XXXII. Le secret de cette conduite consiste, ce me semble, à couper une action en autant de parties qu'il y en a qui puissent produire différens sentimens dans les personnages, soit que ces sentimens soient d'espèces opposées, soit que dans la même espèce les uns aient seulement plus de force que les autres. Faire passer les personnages de la joie à la douleur, de la crainte à l'espérance, ou d'une moindre joie, d'une moindre crainte à une plus grande, voilà deux espèces de contraste. La première est la plus agréable, parce que le contraste est plus parfait ; l'autre ne laisse pas aussi de faire de grands effets: mais, en général, une pièce où un même sentiment régnerait toujours, ou du moins presque toujours, quoiqu'il allât en se fortifiant, plairait moins que si elle était mêlée de plusieurs sentimens opposés. En peinture, les draperies réussissent mieux que nos habits communs, parce qu'elles ont plus de jeu, qu'elles sont plus ondoyantes. Ainsi il est bon que le tissu de la tragédie soit, pour ainsi dire,

ondoyant, qu'il présente différentes faces, qu'il ait différens

mouvemens.

XXXIII. Outre le contraste qui peut être dans les différentes parties de l'action, celui des caractères des personnages contribue beaucoup à la variété. Deux figures dans un tableau, qui ont précisément la même attitude, ne sont pas plus vicieuses que deux personnages d'une tragédie qui ont le même caractère. Bérénice, Titus et Antiochus ne sont que le même personnage sous trois noms différens. Le plus grand contraste est entre les espèces opposées, comme d'un ambitieux à un amant, d'un tyran à un héros : mais on peut aussi, dans la même espèce, en trouver un trèsagréable. C'est ainsi qu'Horace et Curiace, tous deux vertueux, tous deux également possédés de l'amour de la patrie, ne se ressemblent point dans les sentimens même qui leur sont communs. L'un a une férocité noble, l'autre quelque chose de plus tendre et de plus humain. Mais il n'appartient pas à tout le monde de ménager du contraste entre ce qui se ressemble. Enfin, lorsque deux personnages ne peuvent avoir de différence marquée, il est bon du moins de leur donner des raisons particulières pour n'être pas du même avis, ou dans le même mouvement de passion. C'est encore un coup de maître qu'a fait Corneille dans Horace. Sabine et Camille ont le même caractère, et à peu près le même intérêt; mais ordinairement quand l'une espère, l'autre craint. Il serait aussi à propos que les confidens eussent moins de complaisance pour leurs maîtres qu'ils n'en ont communément, et qu'ils prissent la liberté de les combattre par de bonnes raisons. Il faut de l'opposition et du jeu dans un dialogue; autrement c'est un dialogue où il n'y a qu'une personne qui parle.

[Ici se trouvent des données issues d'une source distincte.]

//! Color tables for paletted rasters.

use std::path::Path;

use tracing::debug;

use crate::preprocessing::common::error::{PreProcessError, Result};

/// Maximum number of entries addressable by a byte band.
pub const MAX_PALETTE_ENTRIES: usize = 256;

/// Ordered list of RGBA colors; the entry index is the pixel value.
#[derive(Debug, Clone, PartialEq, Eq)]
pub struct Palette {
    entries: Vec<[u8; 4]>,
}

impl Palette {
    pub fn new(entries: Vec<[u8; 4]>) -> Result<Self> {
        if entries.is_empty() || entries.len() > MAX_PALETTE_ENTRIES {
            return Err(PreProcessError::PaletteError(format!(
                "palette must hold 1..={} entries, got {}",
                MAX_PALETTE_ENTRIES,
                entries.len()
            )));
        }
        Ok(Self { entries })
    }

    /// 6x6x6 color cube used when no palette file is configured.
    pub fn color_cube() -> Self {
        const LEVELS: [u8; 6] = [0, 51, 102, 153, 204, 255];
        let mut entries = Vec::with_capacity(216);
        for r in LEVELS {
            for g in LEVELS {
                for b in LEVELS {
                    entries.push([r, g, b, 255]);
                }
            }
        }
        Self { entries }
    }

    /// Loads a palette file with one `R G B [A]` entry per line.
    ///
    /// Components may be separated by whitespace or commas; blank lines and
    /// lines starting with `#` are skipped.
    pub fn from_file<P: AsRef<Path>>(path: P) -> Result<Self> {
        let path = path.as_ref();
        let text = std::fs::read_to_string(path).map_err(|e| {
            PreProcessError::PaletteError(format!("{}: {}", path.display(), e))
        })?;
        let palette = Self::parse(&text)?;
        debug!("Loaded {} palette entries from {}", palette.len(), path.display());
        Ok(palette)
    }

    pub fn parse(text: &str) -> Result<Self> {
        let mut entries = Vec::new();
        for (lineno, line) in text.lines().enumerate() {
            let line = line.trim();
            if line.is_empty() || line.starts_with('#') {
                continue;
            }
            let components = line
                .split(|c: char| c.is_whitespace() || c == ',')
                .filter(|s| !s.is_empty())
                .map(|s| s.parse::<u8>())
                .collect::<std::result::Result<Vec<u8>, _>>()
                .map_err(|e| {
                    PreProcessError::PaletteError(format!("line {}: {}", lineno + 1, e))
                })?;

            let entry = match components.as_slice() {
                [r, g, b] => [*r, *g, *b, 255],
                [r, g, b, a] => [*r, *g, *b, *a],
                other => {
                    return Err(PreProcessError::PaletteError(format!(
                        "line {}: expected 3 or 4 components, got {}",
                        lineno + 1,
                        other.len()
                    )));
                }
            };
            entries.push(entry);
        }
        Self::new(entries)
    }

    pub fn len(&self) -> usize {
        self.entries.len()
    }

    pub fn is_empty(&self) -> bool {
        self.entries.is_empty()
    }

    pub fn entries(&self) -> &[[u8; 4]] {
        &self.entries
    }

    /// Index of the entry closest to `rgb` by squared euclidean distance.
    /// Ties resolve to the lowest index.
    pub fn nearest(&self, rgb: [u8; 3]) -> u8 {
        let mut best = 0usize;
        let mut best_dist = u32::MAX;
        for (idx, entry) in self.entries.iter().enumerate() {
            let dist: u32 = (0..3)
                .map(|c| {
                    let d = entry[c] as i32 - rgb[c] as i32;
                    (d * d) as u32
                })
                .sum();
            if dist < best_dist {
                best = idx;
                best_dist = dist;
                if dist == 0 {
                    break;
                }
            }
        }
        best as u8
    }
}

#[cfg(test)]
mod tests {
    use super::*;

    #[test]
    fn test_parse_palette_text() {
        let palette = Palette::parse("# water\n0 0 255\n\n255,255,255,128\n").unwrap();
        assert_eq!(palette.entries(), &[[0, 0, 255, 255], [255, 255, 255, 128]]);
    }

    #[test]
    fn test_parse_rejects_bad_lines() {
        assert!(matches!(
            Palette::parse("1 2\n"),
            Err(PreProcessError::PaletteError(_))
        ));
        assert!(Palette::parse("1 2 300\n").is_err());
        assert!(Palette::parse("# only comments\n").is_err());
    }

    #[test]
    fn test_nearest_color() {
        let palette = Palette::parse("0 0 0\n255 0 0\n0 255 0\n").unwrap();
        assert_eq!(palette.nearest([10, 5, 5]), 0);
        assert_eq!(palette.nearest([200, 30, 10]), 1);
        assert_eq!(palette.nearest([20, 240, 40]), 2);
    }

    #[test]
    fn test_color_cube() {
        let cube = Palette::color_cube();
        assert_eq!(cube.len(), 216);
        assert_eq!(cube.entries()[cube.nearest([250, 250, 250]) as usize], [255, 255, 255, 255]);
    }

    #[test]
    fn test_from_file() {
        let dir = tempfile::tempdir().unwrap();
        let path = dir.path().join("palette.txt");
        std::fs::write(&path, "10 20 30\n").unwrap();
        assert_eq!(Palette::from_file(&path).unwrap().len(), 1);
        assert!(Palette::from_file(dir.path().join("missing.txt")).is_err());
    }
}
use geo::SimplifyVwPreserve;
use tracing::{debug, warn};

use crate::preprocessing::common::error::{PreProcessError, Result};
use crate::preprocessing::raster::projection::{CoordinateTransform, SpatialReference};
use crate::preprocessing::raster::types::RasterHandle;

use super::mask::ValidityMask;
use super::trace::trace_regions;
use super::types::Footprint;

/// Derives the geographic outline of a raster's valid data.
#[derive(Debug, Clone, Copy, PartialEq)]
pub struct FootprintExtractor {
    /// Visvalingam-Whyatt threshold: vertices spanning a triangle smaller
    /// than this area, in square pixels, are dropped
    pub tolerance: f64,
}

impl Default for FootprintExtractor {
    fn default() -> Self {
        Self { tolerance: 1.0 }
    }
}

impl FootprintExtractor {
    pub fn new(tolerance: f64) -> Self {
        Self { tolerance }
    }

    pub fn extract(&self, raster: &RasterHandle) -> Result<Footprint> {
        let mask = ValidityMask::fuse(raster);
        let mut polygons = trace_regions(&mask);
        if polygons.len() != 1 {
            return Err(PreProcessError::FootprintExtractionError(format!(
                "ambiguous or disjoint valid-data region, traced {} polygons",
                polygons.len()
            )));
        }
        let traced = polygons.remove(0);
        let simplified = traced.simplify_vw_preserve(&self.tolerance);

        let exterior = simplified.exterior();
        if exterior.0.len() < 4 {
            return Err(PreProcessError::FootprintExtractionError(
                "traced region collapsed during simplification".to_string(),
            ));
        }
        debug!(
            "Traced {} vertices, {} after simplification, {} hole(s) dropped",
            traced.exterior().0.len(),
            exterior.0.len(),
            simplified.interiors().len()
        );

        let gt = &raster.geo_transform.0;
        let to_geographic = match raster.spatial_ref {
            Some(srs) if !srs.is_geographic() => {
                Some(CoordinateTransform::new(&srs, &SpatialReference::wgs84())?)
            }
            Some(_) => None,
            None => {
                warn!("Raster has no spatial reference, footprint left in raster coordinates");
                None
            }
        };

        let ring = exterior
            .coords()
            .map(|c| {
                let (col, row) = (c.x.abs(), c.y.abs());
                let x = gt[0] + col * gt[1] + row * gt[2];
                let y = gt[3] + col * gt[4] + row * gt[5];
                let (lon, lat) = match &to_geographic {
                    Some(transform) => transform.transform(x, y)?,
                    None => (x, y),
                };
                Ok((lat, lon))
            })
            .collect::<Result<Vec<_>>>()?;

        Footprint::new(ring)
    }
}

#[cfg(test)]
mod tests {
    use super::*;
    use crate::preprocessing::raster::types::{Band, GeoTransform, PixelType};
    use proptest::prelude::*;

    fn raster(width: usize, height: usize, valid: impl Fn(usize, usize) -> bool) -> RasterHandle {
        let data = (0..width * height)
            .map(|i| if valid(i % width, i / width) { 5.0 } else { 0.0 })
            .collect();
        RasterHandle::new(
            width,
            height,
            vec![Band::new(data, PixelType::Byte).with_nodata(Some(0.0))],
        )
        .unwrap()
        .with_geo_transform(GeoTransform([10.0, 0.01, 0.0, 50.0, 0.0, -0.01]))
        .with_spatial_ref(Some(SpatialReference::wgs84()))
    }

    fn contains(footprint: &Footprint, lat: f64, lon: f64) -> bool {
        footprint
            .exterior()
            .iter()
            .any(|p| (p.0 - lat).abs() < 1e-9 && (p.1 - lon).abs() < 1e-9)
    }

    #[test]
    fn test_corner_block_excluded() {
        let raster = raster(100, 100, |x, y| x >= 10 || y >= 10);
        let footprint = FootprintExtractor::default().extract(&raster).unwrap();

        assert_eq!(footprint.exterior().len(), 7);
        assert!(contains(&footprint, 49.9, 10.1));
        assert!(contains(&footprint, 49.0, 11.0));
        assert!(!contains(&footprint, 50.0, 10.0));
        assert_eq!(footprint.exterior().first(), footprint.exterior().last());
    }

    #[test]
    fn test_tolerance_is_an_area() {
        // one pixel notch in the top edge, its triangles span 0.5 square pixels
        let notched = raster(10, 10, |x, y| !(x == 5 && y == 0));

        let exact = FootprintExtractor::new(0.0).extract(&notched).unwrap();
        let coarse = FootprintExtractor::new(1.0).extract(&notched).unwrap();

        assert_eq!(exact.exterior().len(), 9);
        assert!(coarse.exterior().len() < exact.exterior().len());
    }

    #[test]
    fn test_holes_are_not_propagated() {
        let raster = raster(9, 9, |x, y| !(3..6).contains(&x) || !(3..6).contains(&y));
        let footprint = FootprintExtractor::default().extract(&raster).unwrap();
        assert!(footprint.interiors().is_empty());
        assert_eq!(footprint.exterior().len(), 5);
    }

    #[test]
    fn test_disjoint_regions() {
        let raster = raster(10, 10, |x, _| x < 3 || x > 6);
        assert!(matches!(
            FootprintExtractor::default().extract(&raster),
            Err(PreProcessError::FootprintExtractionError(_))
        ));
    }

    #[test]
    fn test_diagonal_touch_is_disjoint() {
        let raster = raster(4, 4, |x, y| (x < 2 && y < 2) || (x >= 2 && y >= 2));
        assert!(FootprintExtractor::default().extract(&raster).is_err());
    }

    #[test]
    fn test_all_background() {
        let raster = raster(4, 4, |_, _| false);
        assert!(matches!(
            FootprintExtractor::default().extract(&raster),
            Err(PreProcessError::FootprintExtractionError(_))
        ));
    }

    #[test]
    fn test_projected_raster_is_reprojected() {
        let raster = RasterHandle::new(4, 4, vec![Band::new(vec![1.0; 16], PixelType::Byte)])
            .unwrap()
            .with_geo_transform(GeoTransform([500_000.0, 10.0, 0.0, 5_000_000.0, 0.0, -10.0]))
            .with_spatial_ref(Some(SpatialReference::from_epsg(32633).unwrap()));

        let footprint = FootprintExtractor::default().extract(&raster).unwrap();
        assert!(
            footprint
                .exterior()
                .iter()
                .any(|(lat, lon)| (lat - 45.149).abs() < 0.01 && (lon - 15.0).abs() < 1e-6)
        );
    }

    proptest! {
        #[test]
        fn test_exterior_ring_is_closed(
            x0 in 0usize..10, y0 in 0usize..10, w in 2usize..10, h in 2usize..10,
        ) {
            let raster = raster(20, 20, |x, y| x >= x0 && x < x0 + w && y >= y0 && y < y0 + h);
            let footprint = FootprintExtractor::default().extract(&raster).unwrap();
            let ring = footprint.exterior();
            prop_assert!(ring.len() >= 4);
            prop_assert_eq!(ring.first(), ring.last());
        }
    }
}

XXXIV. Les jeux de théâtre sont infinis. Ils comprennent tout ce qui surprend, ou le spectateur, ou quelqu'un des personnages, tout ce qui produit un effet contraire à ce qu'on en attendait; et il est visible que rien ne réveille davantage la curiosité. Dans le moment que Cinna rend compte à Émilie de la conjuration dont Maxime et lui sont les chefs, on lui vient dire qu'Auguste le mande avec Maxime. Il n'est pas possible que Cinna ne se croie découvert, et que le spectateur n'attende avec impatience ce que lui veut l'empereur. Quand Cinna et Maxime paraissent avec l'empereur, on voit qu'il ne les a mandés que pour délibérer avec eux s'il quittera l'empire. Voilà Cinna, Maxime et le spectateur également surpris ; et ces traits-là sont merveilleux. Il y a d'autres jeux de théâtre qui ne trompent ou n'étonnent que quelqu'un des personnages, et non pas le spectateur. Ainsi Ariane se confie à sa sœur qu'elle ne connaît pas pour sa rivale, et le jeu en est très-beau, quoique le spectateur n'y soit pas

trompé. Mais en pareil cas il jouit de l'erreur ou de l'ignorance de l'acteur, et prévoit, avec plaisir, la surprise où il tombera quand il viendra à s'éclaircir. Tout bien considéré, il semble que la première manière a quelque chose de plus parfait. Les comé→ dies sont plus fertiles en jeux de théâtre que les tragédies, et il y en a de belles qui n'en ont aucun.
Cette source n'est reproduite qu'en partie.